After researching what it was about my excitement only grew as I love Norse Mythology and Folklore so this was right up my street. Now I have to tell you now this will not be a review of the game played as we are still in the planning stage but of the physical copy of the book, background and mechanics. We will be recording our game sessions and releasing them on both the GamEir and Team Zoom Zoom‘s Youtube channels in the near future.
There is something in the Woods of Vaesen
Vaesen is a Nordic horror game from Free League Publishing and is based on the book “Vaesen: Spirits and Monsters of Scandinavian Folklore” by Johan Egerkran. The game itself is set in an alternate nineteenth-century Scandinavia where the mythical and supernatural still have a place in the world even if hidden to most.
The game centres around the city of Upsala in Sweden. This will be the players base of operations and where the GM (Games Master) will build the world. You can also use a different city if you want but for novices like myself, it is easier to use Upsala as there is a map and information in the Core Rules book.
There are people in this world that have a thing called the Sight which allows them to see Vaesen. People who have this gift usually get it for a physical or psychological trauma from a supernatural event. A secret society called the Order of Artemis was formed for people with the Sight to hunt and kill Vaesen. Over time this organization split into different groups as different people had different ideas about what to do with the Vaesen they encountered so the Order of Artemis splintered leaving a new Order in Upsala called The Society. This too fell to ruin and this is where you pick up as the characters in the game will try and re-establish the Society, find out what happened and maybe even reconnect with other groups.
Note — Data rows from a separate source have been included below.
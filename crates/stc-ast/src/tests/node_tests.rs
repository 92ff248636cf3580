use super::*;
use crate::AstBuilder;

#[test]
fn test_none_index_resolves_to_nothing() {
    let arena = NodeArena::new();
    assert!(arena.get(NodeIndex::NONE).is_none());
    assert_eq!(arena.pos(NodeIndex::NONE), SourcePos::SYNTHETIC);
}

#[test]
fn test_builder_assigns_distinct_positions() {
    let mut b = AstBuilder::new();
    let one = b.int(1);
    let two = b.int(2);
    let sum = b.binary(BinaryOp::Plus, one, two);
    let arena = b.finish();
    assert_ne!(arena.pos(one), arena.pos(two));
    assert_ne!(arena.pos(two), arena.pos(sum));
    assert!(arena.kind(sum).is_some_and(NodeKind::is_expression));
}

#[test]
fn test_compound_assignment_maps_to_base_operator() {
    assert_eq!(BinaryOp::PlusAssign.compound_base(), Some(BinaryOp::Plus));
    assert_eq!(BinaryOp::Assign.compound_base(), None);
    assert!(BinaryOp::ElvisAssign.is_assignment());
    assert!(!BinaryOp::Plus.is_assignment());
}

#[test]
fn test_operator_method_names() {
    assert_eq!(BinaryOp::Plus.method_name(), Some("plus"));
    assert_eq!(BinaryOp::Index.method_name(), Some("getAt"));
    assert_eq!(BinaryOp::In.method_name(), Some("isCase"));
    assert_eq!(BinaryOp::Spaceship.method_name(), Some("compareTo"));
    assert_eq!(BinaryOp::And.method_name(), None);
}

#[test]
fn test_null_and_closure_predicates() {
    let mut b = AstBuilder::new();
    let null = b.null();
    let closure = b.closure(None, vec![]);
    let arena = b.finish();
    assert!(arena.is_null_literal(null));
    assert!(!arena.is_null_literal(closure));
    assert!(arena.is_closure(closure));
}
Vaesen runs on the Year Zero engine that you will find in most of Free Leagues games. All of the player characters have The Sight, the supernatural ability which allows them to see Vaesen. Vaesen are creatures like trolls, fairies, Mermaids etc… and in a Christian country, most people either think they are devils or don’t really exist. The player characters have come together to track down a former Society member called Linnea Elfeklint (you can change the name if you want to) who has taken up residence in the local asylum. This is where the characters receive the keys and deed to Castle Gyllencreutz, the Society’s headquarters in Upsala. There is more to this game than hunting down a monster, you will also have to deal with your neighbours in Upsala that notice the Castle is alive again and will want to know what is going on.
What year is it… It’s year zero in Vaesen
This is where it’s clear that this is a ‘Year Zero’ game. The campaign for Vaesen is all about Castle Gyllencreutz and how it acts as a headquarters. The core rulebook helps you flesh out the game by telling you a lot about the castle and how it has hidden rooms to explore, information to gather on Vaesen and how you can also hire staff to help you in your missions. The character creation will be familiar to most but with some added extras.
Each character must choose both a Trauma and a Dark Secret, which can help the GM personalise the game for the players. A Dark Secret could be anything, they are in love with a Vaesen to a Vaesen stole their identity. The most interesting one is the trauma, as you can see what drives the characters and their actions.
The campaigns themselves play out like monster mysteries where the characters get requests to investigate weird goings-on in villages and towns around Upsala and beyond. Like an 1800’s The X-Files. The characters must investigate and decide on how to deal with the Vaesen threat however they seem fit. This can lead to arguments and hopefully thinking outside the box. This sort of thing reminds me of The Witcher and Geralt’s decisions.
Nothing like a physical copy
The core rule book itself is nothing but stunning. From the illustrations that were done by Johan Egerkran as well as the layout and information. It has it all. I was lucky enough to get the expansion book “Vaesen: A wicked secret and other mysteries”. This expansion has extra missions and stories in it. I honestly cannot wait to get stuck into this game and have already written the start of the campaign.
I have also checked out the Free League Publishing website and saw that they sell Vaesen dice, GM screen, map and Vaesen cards so I might have to indulge in some of these before I get started. This is a must get for all RPG fans out there especially in physical form as there is nothing like that new book smell.